Plants/ Gardening/ automatic sprinkling system
Write down unique instructions about your plants and the schedule for your sprinkler (if applicable)
History/stories about family, art, jewelry, household items.


Tuesday, February 2, 2016

Fido and Fefe

Fido and Fefe want/need a say in life conversations.  I have included a section in the Vital Information Form about pets.  And I am thinking about including plants/ gardening in the form as well.  Thoughts? 

But let’s focus on pets for now as the plant idea percolates in my brain.  Kids or friends may not want a pet and if there is no mention of care for the animal(s) in the will, what is a family to do?  The Pennsylvania SPCA has a solution.  Anyone who sets up a planned gift that benefits the PSPCA will be assured that their animal (limit of 2 dogs or cats) will be taken care of until an appropriate home is found.  And this information must be known to family members so that when the time comes, the surviving member knows who to call to care for the animal.  We can plan meticulously but if no one knows what we are thinking, our plans may go out the window.  

The website for the Guardian Surrender program is:  http://www.pspca.org/support-us/planned-giving/gifts-of-bequest/.  Other avenues for pet protection are trusts, “pet protection agreements”, or a written bequest to a specific person.  The latter may have a specific amount of money for the care of the animal attached to it.

Even if one does not have significant funds to leave to a beneficiary, an individual should write down what he/she wants for the pets.  If an individual has to go into a nursing home, the pet may go to the nearest shelter or may be left alone to manage for itself.  Either way, if we took on the responsibility of housing an animal, we need to take on the responsibility of giving direction to others to care for our pet when we are no longer able to do it ourselves.

Tuesday, January 19, 2016

Being Superstitious


Superstitions can be funny- bringing salt and bread to a new home for good luck – or terrifying- a black cat walking across your path.  The Stevens kids have been trying to talk to their parents about a will, a living will and a durable power of attorney.  But the parents will have none of it.  Mom even lied when she was admitted to the hospital for back surgery that she had a living will.  She can’t talk about it much less think about it.  Why?  Because when she was a teen, she overheard her parents talking about writing a will and purchasing a burial plot.  The next day, they were killed in a car accident.
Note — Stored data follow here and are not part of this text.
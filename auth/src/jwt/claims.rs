use chrono::Duration;
use chrono::Utc;
use serde::Deserialize;
use serde::Serialize;

/// Claims carried by a session token.
///
/// The token is self-contained: everything needed to rebuild the
/// authenticated identity (user id, username, email, role names) travels
/// inside the signed payload, so protected requests never touch storage.
#[derive(Debug, Clone, Serialize, Deserialize, PartialEq)]
pub struct Claims {
    /// Subject (user identifier)
    pub sub: String,

    /// Username bound to the subject
    pub username: String,

    /// Email address bound to the subject
    pub email: String,

    /// Canonical role names granted to the subject
    pub roles: Vec<String>,

    /// Issued at (Unix timestamp)
    pub iat: i64,

    /// Expiration time (Unix timestamp)
    pub exp: i64,
}

impl Claims {
    /// Build claims for a freshly authenticated user.
    ///
    /// # Arguments
    /// * `user_id` - Unique user identifier
    /// * `username` - Username to embed
    /// * `email` - Email address to embed
    /// * `roles` - Canonical role names to embed
    /// * `expiration_hours` - Hours until the token expires
    ///
    /// # Returns
    /// Claims with sub, identity fields, iat, and exp set
    pub fn for_user(
        user_id: impl ToString,
        username: String,
        email: String,
        roles: Vec<String>,
        expiration_hours: i64,
    ) -> Self {
        let now = Utc::now();
        let expiration = now + Duration::hours(expiration_hours);

        Self {
            sub: user_id.to_string(),
            username,
            email,
            roles,
            iat: now.timestamp(),
            exp: expiration.timestamp(),
        }
    }

    /// Check if the token is expired at the given timestamp.
    pub fn is_expired(&self, current_timestamp: i64) -> bool {
        self.exp < current_timestamp
    }
}

#[cfg(test)]
mod tests {
    use super::*;

    #[test]
    fn test_for_user() {
        let claims = Claims::for_user(
            "user123",
            "alice".to_string(),
            "alice@example.com".to_string(),
            vec!["ROLE_USER".to_string(), "ROLE_ADMIN".to_string()],
            24,
        );

        assert_eq!(claims.sub, "user123");
        assert_eq!(claims.username, "alice");
        assert_eq!(claims.email, "alice@example.com");
        assert_eq!(claims.roles.len(), 2);
        assert_eq!(claims.exp - claims.iat, 24 * 60 * 60); // 24 hours
    }

    #[test]
    fn test_is_expired() {
        let mut claims = Claims::for_user(
            "user123",
            "alice".to_string(),
            "alice@example.com".to_string(),
            vec!["ROLE_USER".to_string()],
            24,
        );
        claims.exp = 1000;

        assert!(!claims.is_expired(999)); // Not expired
        assert!(!claims.is_expired(1000)); // Exactly at expiration
        assert!(claims.is_expired(1001)); // Expired
    }
}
In Mom’s mind, the mere discussion of death issues irrationally became associated with death .  And now that mom and dad are in their 80’s, mom still refuses to talk about anything related to death.

Her kids are in a bind.  Though they all live in the same city, each of the three belong to a different church.  They know their parents do not share the same level of spirituality.  Mom is a church goer, dad is not.  So what are they to do when their parents die?  They want to honor them but their parents are keeping them in the dark.

Finding an intermediary to help start the discussion can be helpful.  Calling a family meeting at a time when there are no other social or family obligations is one opportunity.  Using the death of another family member or friend is often the catalyst that will jump start the conversation.  Adult children should acknowledge fears and superstitions while at the same time, help parents to look more rationally at the situation.  This is hard, no doubt about it.  But the conversation must begin. 

Share your thoughts and experiences about how you encouraged your parents to write a will and living will.